Proximal V_H-DJ_H rearrangements in M54 transgenic B cells. IgMa CD19⁺ B cells expressing the μa transgene were isolated by flow cytometry sorting from the spleens of M54 transgenic mice (Supplementary Fig. 4 online). PCR was used to determine the frequency of the different V_H-DJ_H rearrangements in these transgenic B cells versus Pax5^−/− bone marrow pro–B cells and wild-type B220⁺ splenocytes. Threefold (3×) serial DNA dilutions were analyzed by PCR with V_H family–specific forward primers and a J_H3 reverse primer, which was unable to amplify the V_HDJ_H4-rearranged M54 transgene. Bottom, input DNA was normalized by PCR amplification of an Igh C_μ fragment; far right lane, DNA of stromal ST2 cells (negative control). Numbers along the left margin indicate rearrangements to the J_H1, J_H2 and J_H3 segments.
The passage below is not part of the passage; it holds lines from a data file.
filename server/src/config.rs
//! Server configuration from environment variables.

use std::env;
use std::net::SocketAddr;
use std::path::PathBuf;
use thiserror::Error;

use recipebox_core::DEFAULT_CHANGE_BUFFER;

pub const DEFAULT_PORT: u16 = 3000;

/// How long a login session stays valid.
pub const DEFAULT_SESSION_DAYS: i64 = 30;

#[derive(Error, Debug)]
pub enum ConfigError {
    #[error("Missing required environment variable: {0}")]
    MissingEnvVar(String),

    #[error("Invalid value for {name}: {value}")]
    InvalidValue { name: String, value: String },
}

#[derive(Debug, Clone)]
pub struct ServerConfig {
    pub database_url: String,
    pub bind_addr: SocketAddr,
    pub session_days: i64,
    /// Changes a publication may fall behind before it is closed.
    pub change_buffer: usize,
    /// JSON settings file with default accounts and recipes.
    pub settings_path: Option<PathBuf>,
}

impl ServerConfig {
    /// Load configuration from environment variables.
    ///
    /// Required:
    /// - `DATABASE_URL`: Postgres connection string
    ///
    /// Optional:
    /// - `RECIPEBOX_BIND_ADDR`: listen address (default: "0.0.0.0:3000")
    /// - `RECIPEBOX_SESSION_DAYS`: session lifetime in days (default: 30)
    /// - `RECIPEBOX_CHANGE_BUFFER`: publication change buffer (default: 256)
    /// - `RECIPEBOX_SETTINGS`: path to a settings JSON file
    pub fn from_env() -> Result<Self, ConfigError> {
        Self::from_lookup(|name| env::var(name).ok())
    }

    fn from_lookup(lookup: impl Fn(&str) -> Option<String>) -> Result<Self, ConfigError> {
        let database_url = lookup("DATABASE_URL")
            .ok_or_else(|| ConfigError::MissingEnvVar("DATABASE_URL".to_string()))?;

        let bind_addr = parse_or(&lookup, "RECIPEBOX_BIND_ADDR", || {
            SocketAddr::from(([0, 0, 0, 0], DEFAULT_PORT))
        })?;

        let session_days = parse_or(&lookup, "RECIPEBOX_SESSION_DAYS", || DEFAULT_SESSION_DAYS)?;
        if session_days <= 0 {
            return Err(ConfigError::InvalidValue {
                name: "RECIPEBOX_SESSION_DAYS".to_string(),
                value: session_days.to_string(),
            });
        }

        let change_buffer = parse_or(&lookup, "RECIPEBOX_CHANGE_BUFFER", || DEFAULT_CHANGE_BUFFER)?;

        let settings_path = lookup("RECIPEBOX_SETTINGS")
            .filter(|v| !v.trim().is_empty())
            .map(PathBuf::from);

        Ok(Self {
            database_url,
            bind_addr,
            session_days,
            change_buffer,
            settings_path,
        })
    }
}

fn parse_or<T: std::str::FromStr>(
    lookup: &impl Fn(&str) -> Option<String>,
    name: &str,
    default: impl FnOnce() -> T,
) -> Result<T, ConfigError> {
    match lookup(name) {
        None => Ok(default()),
        Some(value) => value.trim().parse().map_err(|_| ConfigError::InvalidValue {
            name: name.to_string(),
            value,
        }),
    }
}

#[cfg(test)]
mod tests {
    use super::*;
    use std::collections::HashMap;

    fn config(vars: &[(&str, &str)]) -> Result<ServerConfig, ConfigError> {
        let vars: HashMap<String, String> = vars
            .iter()
            .map(|(k, v)| (k.to_string(), v.to_string()))
            .collect();
        ServerConfig::from_lookup(|name| vars.get(name).cloned())
    }

    #[test]
    fn test_defaults() {
        let config = config(&[("DATABASE_URL", "postgres://localhost/recipebox")]).unwrap();
        assert_eq!(config.bind_addr.to_string(), "0.0.0.0:3000");
        assert_eq!(config.session_days, 30);
        assert_eq!(config.change_buffer, 256);
        assert!(config.settings_path.is_none());
    }

    #[test]
    fn test_database_url_required() {
        assert!(matches!(
            config(&[]),
            Err(ConfigError::MissingEnvVar(name)) if name == "DATABASE_URL"
        ));
    }

    #[test]
    fn test_overrides() {
        let config = config(&[
            ("DATABASE_URL", "postgres://db/recipebox"),
            ("RECIPEBOX_BIND_ADDR", "127.0.0.1:8080"),
            ("RECIPEBOX_SESSION_DAYS", "7"),
            ("RECIPEBOX_CHANGE_BUFFER", "16"),
            ("RECIPEBOX_SETTINGS", "config/settings.json"),
        ])
        .unwrap();
        assert_eq!(config.bind_addr.port(), 8080);
        assert_eq!(config.session_days, 7);
        assert_eq!(config.change_buffer, 16);
        assert_eq!(
            config.settings_path,
            Some(PathBuf::from("config/settings.json"))
        );
    }

    #[test]
    fn test_invalid_values_rejected() {
        for (name, value) in [
            ("RECIPEBOX_BIND_ADDR", "not an address"),
            ("RECIPEBOX_SESSION_DAYS", "soon"),
            ("RECIPEBOX_SESSION_DAYS", "0"),
            ("RECIPEBOX_CHANGE_BUFFER", "-1"),
        ] {
            let result = config(&[("DATABASE_URL", "postgres://db"), (name, value)]);
            assert!(
                matches!(result, Err(ConfigError::InvalidValue { .. })),
                "{name}={value}"
            );
        }
    }
}
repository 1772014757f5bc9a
mod crypto;
mod db;
mod extractor;
mod middleware;

pub use crypto::{hash_password, verify_password};
pub use db::{create_session, delete_session, grant_role};
pub use extractor::{AuthUser, MaybeAuthUser};
pub use middleware::require_auth;
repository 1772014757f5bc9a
pub mod auth;
pub mod methods;
pub mod public;
pub mod publications;
pub mod testing;

use serde::Serialize;
use utoipa::openapi::security::{Http, HttpAuthScheme, SecurityScheme};
use utoipa::{OpenApi, ToSchema};

/// Shared error response used by all endpoints
#[derive(Debug, Clone, Serialize, ToSchema)]
pub struct ErrorResponse {
    pub error: String,
}

/// Generate the complete OpenAPI spec by merging all module specs
pub fn openapi() -> utoipa::openapi::OpenApi {
    // Base spec with shared components and security
    #[derive(OpenApi)]
    #[openapi(components(schemas(ErrorResponse)))]
    struct BaseApi;

    let mut spec = BaseApi::openapi();

    if let Some(components) = spec.components.as_mut() {
        components.add_security_scheme(
            "bearer_auth",
            SecurityScheme::Http(Http::new(HttpAuthScheme::Bearer)),
        );
    }

    let modules: Vec<utoipa::openapi::OpenApi> = vec![
        public::ApiDoc::openapi(),
        testing::ApiDoc::openapi(),
        auth::ApiDoc::openapi(),
        methods::ApiDoc::openapi(),
        publications::ApiDoc::openapi(),
    ];

    for module_spec in modules {
        spec.paths.paths.extend(module_spec.paths.paths);

        if let Some(module_components) = module_spec.components {
            if let Some(spec_components) = spec.components.as_mut() {
                spec_components.schemas.extend(module_components.schemas);
            }
        }
    }

    spec
}

#[cfg(test)]
mod tests {
    use super::*;

    #[test]
    fn test_openapi_lists_every_route() {
        let spec = openapi();
        for path in [
            "/api/auth/signup",
            "/api/auth/login",
            "/api/auth/me",
            "/api/auth/logout",
            "/api/methods/{name}",
            "/api/publications/{channel}",
            "/api/test/ping",
            "/api/test/unauthed-ping",
        ] {
            assert!(spec.paths.paths.contains_key(path), "missing {path}");
        }
    }
}
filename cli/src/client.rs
//! HTTP client for the recipebox server.

use anyhow::{anyhow, Context, Result};
use async_trait::async_trait;
use recipebox_core::{
    Document, Feed, FeedEvent, MethodCaller, MethodError, Session, Subscription, ValidationError,
};
use reqwest::{RequestBuilder, StatusCode};
use serde::de::DeserializeOwned;
use serde::{Deserialize, Serialize};
use serde_json::Value;
use tokio::sync::mpsc;
use tokio_stream::wrappers::ReceiverStream;
use tokio_stream::StreamExt;
use uuid::Uuid;

use crate::sse::Decoder;

/// Events buffered between the network reader and the local mirror.
const FEED_BUFFER: usize = 64;

#[derive(Debug, Serialize)]
struct Credentials<'a> {
    username: &'a str,
    password: &'a str,
}

#[derive(Debug, Deserialize)]
struct TokenResponse {
    token: String,
}

#[derive(Debug, Deserialize)]
struct MessageResponse {
    message: String,
}

#[derive(Debug, Clone, Deserialize)]
pub struct Me {
    pub user_id: Uuid,
    pub username: String,
    pub roles: Vec<String>,
}

#[derive(Debug, Deserialize)]
struct MethodFailure {
    error: String,
    code: String,
    #[serde(default)]
    violations: Vec<recipebox_core::Violation>,
}

#[derive(Clone)]
pub struct Client {
    http: reqwest::Client,
    base_url: String,
    token: Option<String>,
}

impl Client {
    pub fn new(base_url: &str, token: Option<String>) -> Self {
        Self {
            http: reqwest::Client::new(),
            base_url: base_url.trim_end_matches('/').to_string(),
            token,
        }
    }

    pub fn with_token(&self, token: String) -> Self {
        Self {
            token: Some(token),
            ..self.clone()
        }
    }

    fn url(&self, path: &str) -> String {
        format!("{}{}", self.base_url, path)
    }

    fn authed(&self, request: RequestBuilder) -> RequestBuilder {
        match &self.token {
            Some(token) => request.bearer_auth(token),
            None => request,
        }
    }

    async fn expect_ok<T: DeserializeOwned>(response: reqwest::Response) -> Result<T> {
        let status = response.status();
        if !status.is_success() {
            let body = response
                .text()
                .await
                .unwrap_or_else(|_| "Failed to read error body".to_string());
            return Err(anyhow!("Request failed with status {}: {}", status, body));
        }
        response.json().await.context("Failed to decode response")
    }

    pub async fn unauthed_ping(&self) -> Result<String> {
        let response = self.http.get(self.url("/api/test/unauthed-ping")).send().await?;
        Ok(Self::expect_ok::<MessageResponse>(response).await?.message)
    }

    pub async fn ping(&self) -> Result<String> {
        let response = self
            .authed(self.http.get(self.url("/api/test/ping")))
            .send()
            .await?;
        Ok(Self::expect_ok::<MessageResponse>(response).await?.message)
    }

    pub async fn signup(&self, username: &str, password: &str) -> Result<String> {
        let response = self
            .http
            .post(self.url("/api/auth/signup"))
            .json(&Credentials { username, password })
            .send()
            .await?;
        Ok(Self::expect_ok::<TokenResponse>(response).await?.token)
    }

    pub async fn login(&self, username: &str, password: &str) -> Result<String> {
        let response = self
            .http
            .post(self.url("/api/auth/login"))
            .json(&Credentials { username, password })
            .send()
            .await?;
        Ok(Self::expect_ok::<TokenResponse>(response).await?.token)
    }

    pub async fn me(&self) -> Result<Me> {
        let response = self
            .authed(self.http.get(self.url("/api/auth/me")))
            .send()
            .await?;
        Self::expect_ok(response).await
    }

    /// The guard session for this client: anonymous without a token,
    /// otherwise the user with their roles.
    pub async fn session(&self) -> Result<Session> {
        if self.token.is_none() {
            return Ok(Session::anonymous());
        }
        let me = self.me().await?;
        Ok(Session::with_roles(me.user_id, me.roles))
    }

    /// Open a publication and mirror it locally.
    pub async fn subscribe<D: Document>(&self, channel: &str) -> Result<Subscription<D>> {
        let response = self
            .authed(self.http.get(self.url(&format!("/api/publications/{}", channel))))
            .header(reqwest::header::ACCEPT, "text/event-stream")
            .send()
            .await?;

        let status = response.status();
        if !status.is_success() {
            let body = response.text().await.unwrap_or_default();
            return Err(anyhow!("Subscribe to {} failed with status {}: {}", channel, status, body));
        }

        let (tx, rx) = mpsc::channel::<FeedEvent<D>>(FEED_BUFFER);
        let name = channel.to_string();
        tokio::spawn(async move {
            let mut bytes = Box::pin(response.bytes_stream());
            let mut decoder = Decoder::new();
            while let Some(chunk) = bytes.next().await {
                let chunk = match chunk {
                    Ok(c) => c,
                    Err(e) => {
                        tracing::warn!(channel = %name, "Error reading publication: {}", e);
                        return;
                    }
                };
                for frame in decoder.push(&chunk) {
                    match serde_json::from_str::<FeedEvent<D>>(&frame.data) {
                        Ok(event) => {
                            if tx.send(event).await.is_err() {
                                // Subscription dropped
                                return;
                            }
                        }
                        Err(e) => {
                            tracing::warn!(channel = %name, event = %frame.event, "Failed to parse event: {}", e);
                        }
                    }
                }
            }
            tracing::debug!(channel = %name, "publication stream ended");
        });

        let feed: Feed<D> = Box::pin(ReceiverStream::new(rx));
        Ok(Subscription::subscribe(channel, feed))
    }
}

/// The id a failed call was about, for `not-found` errors.
fn argument_id(arguments: &Value) -> Uuid {
    let candidate = match arguments {
        Value::String(_) => Some(arguments),
        Value::Object(map) => map.get("id").or_else(|| map.get("recipe_id")),
        _ => None,
    };
    candidate
        .and_then(|v| v.as_str())
        .and_then(|s| Uuid::parse_str(s).ok())
        .unwrap_or_else(Uuid::nil)
}

fn method_error(status: StatusCode, failure: MethodFailure, arguments: &Value) -> MethodError {
    match failure.code.as_str() {
        "not-logged-in" => MethodError::NotLoggedIn,
        "not-authorized" => MethodError::NotAuthorized,
        "validation-error" => MethodError::Validation(ValidationError {
            violations: failure.violations,
        }),
        "not-found" => MethodError::NotFound(argument_id(arguments)),
        "duplicate" => MethodError::Duplicate(failure.error),
        "unknown-method" => MethodError::UnknownMethod(failure.error),
        "bad-arguments" => MethodError::BadArguments(failure.error),
        _ => MethodError::Internal(format!("{} ({})", failure.error, status)),
    }
}

#[async_trait]
impl MethodCaller for Client {
    async fn call(&self, name: &str, arguments: Value) -> Result<Value, MethodError> {
        let response = self
            .authed(self.http.post(self.url(&format!("/api/methods/{}", name))))
            .json(&arguments)
            .send()
            .await
            .map_err(|e| MethodError::Internal(e.to_string()))?;

        let status = response.status();
        if status.is_success() {
            return response
                .json()
                .await
                .map_err(|e| MethodError::Internal(e.to_string()));
        }
        // The auth layer rejects before the method runs, with a plain error body.
        if status == StatusCode::UNAUTHORIZED {
            return Err(MethodError::NotLoggedIn);
        }
        match response.json::<MethodFailure>().await {
            Ok(failure) => Err(method_error(status, failure, &arguments)),
            Err(e) => Err(MethodError::Internal(format!("{}: {}", status, e))),
        }
    }
}
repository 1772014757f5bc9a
pub mod unauthed_ping;
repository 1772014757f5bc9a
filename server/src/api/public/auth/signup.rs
use crate::api::ErrorResponse;
use crate::auth::{create_session, hash_password};
use crate::config::ServerConfig;
use crate::db::DbPool;
use crate::get_conn;
use crate::models::{NewUser, User};
use crate::schema::users;
use axum::{extract::State, http::StatusCode, response::IntoResponse, Json};
use diesel::prelude::*;
use serde::{Deserialize, Serialize};
use std::sync::Arc;
use utoipa::ToSchema;
use uuid::Uuid;

#[derive(Debug, Clone, Deserialize, ToSchema)]
pub struct SignupRequest {
    pub username: String,
    pub password: String,
}

#[derive(Debug, Clone, Serialize, ToSchema)]
pub struct SignupResponse {
    pub user_id: Uuid,
    pub token: String,
}

/// Reject blank usernames and passwords before touching the database.
pub fn check_credentials(req: &SignupRequest) -> Result<(), &'static str> {
    if req.username.trim().is_empty() {
        return Err("Username is required");
    }
    if req.password.is_empty() {
        return Err("Password is required");
    }
    Ok(())
}

#[utoipa::path(
    post,
    path = "/api/auth/signup",
    tag = "auth",
    request_body(content = SignupRequest, example = json!({"username": "user", "password": "password"})),
    responses(
        (status = 201, description = "User created successfully", body = SignupResponse),
        (status = 400, description = "Invalid request", body = ErrorResponse),
        (status = 409, description = "Username already exists", body = ErrorResponse)
    )
)]
pub async fn signup(
    State(pool): State<Arc<DbPool>>,
    State(config): State<Arc<ServerConfig>>,
    Json(req): Json<SignupRequest>,
) -> impl IntoResponse {
    if let Err(message) = check_credentials(&req) {
        return (
            StatusCode::BAD_REQUEST,
            Json(ErrorResponse {
                error: message.to_string(),
            }),
        )
            .into_response();
    }

    let mut conn = get_conn!(pool);

    let password_hash = match hash_password(&req.password) {
        Ok(h) => h,
        Err(_) => {
            return (
                StatusCode::INTERNAL_SERVER_ERROR,
                Json(ErrorResponse {
                    error: "Failed to hash password".to_string(),
                }),
            )
                .into_response()
        }
    };

    let new_user = NewUser {
        username: req.username.trim(),
        password_hash: &password_hash,
    };

    let user: User = match diesel::insert_into(users::table)
        .values(&new_user)
        .returning(User::as_returning())
        .get_result(&mut conn)
    {
        Ok(u) => u,
        Err(diesel::result::Error::DatabaseError(
            diesel::result::DatabaseErrorKind::UniqueViolation,
            _,
        )) => {
            return (
                StatusCode::CONFLICT,
                Json(ErrorResponse {
                    error: "Username already exists".to_string(),
                }),
            )
                .into_response()
        }
        Err(e) => {
            tracing::error!("Failed to create user: {}", e);
            return (
                StatusCode::INTERNAL_SERVER_ERROR,
                Json(ErrorResponse {
                    error: "Failed to create user".to_string(),
                }),
            )
                .into_response();
        }
    };

    let token = match create_session(&mut conn, user.id, config.session_days) {
        Ok(t) => t,
        Err(_) => {
            return (
                StatusCode::INTERNAL_SERVER_ERROR,
                Json(ErrorResponse {
                    error: "Failed to create session".to_string(),
                }),
            )
                .into_response()
        }
    };

    tracing::info!(user_id = %user.id, "user signed up");

    (
        StatusCode::CREATED,
        Json(SignupResponse {
            user_id: user.id,
            token,
        }),
    )
        .into_response()
}

#[cfg(test)]
mod tests {
    use super::*;

    fn request(username: &str, password: &str) -> SignupRequest {
        SignupRequest {
            username: username.to_string(),
            password: password.to_string(),
        }
    }

    #[test]
    fn test_check_credentials() {
        assert!(check_credentials(&request("cook", "secret")).is_ok());
        assert_eq!(
            check_credentials(&request("  ", "secret")),
            Err("Username is required")
        );
        assert_eq!(
            check_credentials(&request("cook", "")),
            Err("Password is required")
        );
    }
}
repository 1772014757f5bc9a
use crate::db::DbPool;
use axum::{
    body::Body,
    extract::State,
    http::Request,
    middleware::Next,
    response::{IntoResponse, Response},
};
use std::sync::Arc;

use super::db::get_user_from_token;
use super::extractor::{bearer_token, AuthError};

/// Middleware that requires a valid auth token for all requests.
/// Apply this to routes that should be protected by default.
pub async fn require_auth(
    State(pool): State<Arc<DbPool>>,
    request: Request<Body>,
    next: Next,
) -> Response {
    let token = match bearer_token(request.headers()) {
        Ok(token) => token,
        Err(e) => return e.into_response(),
    };

    if get_user_from_token(&pool, token).await.is_none() {
        return AuthError::InvalidToken.into_response();
    }

    next.run(request).await
}
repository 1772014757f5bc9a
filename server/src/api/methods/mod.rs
pub mod call;

use crate::AppState;
use axum::routing::post;
use axum::Router;
use utoipa::OpenApi;

/// Returns the router for /api/methods endpoints (mounted at /api/methods)
pub fn router() -> Router<AppState> {
    Router::new().route("/{name}", post(call::call))
}

#[derive(OpenApi)]
#[openapi(
    paths(call::call),
    components(schemas(call::MethodErrorResponse, call::MethodPayload))
)]
pub struct ApiDoc;
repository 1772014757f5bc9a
//! In-memory recipe search.

use std::slice;

use crate::model::Recipe;

/// Recipe fields a search term is matched against. `dietary` is not searched.
#[derive(Debug, Clone, Copy, PartialEq, Eq)]
pub enum SearchField {
    Name,
    Time,
    Cost,
    Filter,
    Appliances,
    Ingredients,
    Recipe,
}

impl SearchField {
    pub const ALL: [SearchField; 7] = [
        SearchField::Name,
        SearchField::Time,
        SearchField::Cost,
        SearchField::Filter,
        SearchField::Appliances,
        SearchField::Ingredients,
        SearchField::Recipe,
    ];

    /// The field's values; scalar fields yield one.
    pub fn values(self, recipe: &Recipe) -> &[String] {
        match self {
            SearchField::Name => slice::from_ref(&recipe.name),
            SearchField::Time => slice::from_ref(&recipe.time),
            SearchField::Cost => slice::from_ref(&recipe.cost),
            SearchField::Filter => &recipe.filter,
            SearchField::Appliances => &recipe.appliances,
            SearchField::Ingredients => &recipe.ingredients,
            SearchField::Recipe => slice::from_ref(&recipe.recipe),
        }
    }
}

/// `needle` must already be lowercase.
fn matches(recipe: &Recipe, needle: &str) -> bool {
    SearchField::ALL.iter().any(|field| {
        field
            .values(recipe)
            .iter()
            .any(|value| value.to_lowercase().contains(needle))
    })
}

/// Records whose searchable fields contain `term`, case-insensitively, in
/// their original order. A blank term returns everything; otherwise the
/// term is matched as typed, surrounding whitespace included.
pub fn apply_filter<R: AsRef<Recipe> + Clone>(term: &str, records: &[R]) -> Vec<R> {
    if term.trim().is_empty() {
        return records.to_vec();
    }
    let needle = term.to_lowercase();
    records
        .iter()
        .filter(|record| matches(record.as_ref(), &needle))
        .cloned()
        .collect()
}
The same result was obtained in two independent experiments.

Figure 8

The most proximal V_H genes escape allelic exclusion in M54 transgenic B lymphocytes. (a) V_HQ52 and V_H7183 gene families of the mouse C57BL/6 strain. The family members were identified by annotation of the Igh sequences of the mouse genome database (http://mendel.imp.univie.ac.at/SEQUENCES/VH/). The V_H genes are numbered according to published nomenclature. b, C57BL/6; p, pseudogenes. Our annotation identified previously unknown family members (n). Thick horizontal black bars indicate a large sequence duplication; genes with high sequence similarity are in the same color. The V_H7183.b2 gene segment of the C57BL/6 mouse corresponds to the V_H81X gene segment of the BALB/c strain. (b,c) Statistical analysis of V_H-DJ_H rearrangements involving different members of the V_HQ52 (b) and V_H7183 (c) gene families in wild-type and Pax5^−/− pro–B cells, Ik^Pax5/+ pro–T cells and M54 transgenic IgMa B cells. V_H-DJ_H4 rearrangements of pro–B and pro–T cells and V_H-DJ_H3 rearrangements of M54 B cells were amplified by PCR, cloned, sequenced and assigned to the various family members. Data represent the percentage of rearrangements involving individual genes for each cell type. Total number of distinct rearrangements analyzed: wild-type pro–B cells, 76 (V_HQ52) and 123 (V_H7183); Pax5^−/− pro–B cells, 61 (V_HQ52) and 83 (V_H7183); Ik^Pax5/+ pro–T cells, 73 (V_HQ52) and 81 (V_H7183); splenic M54 B cells, 71 (V_HQ52) and 79 (V_H7183).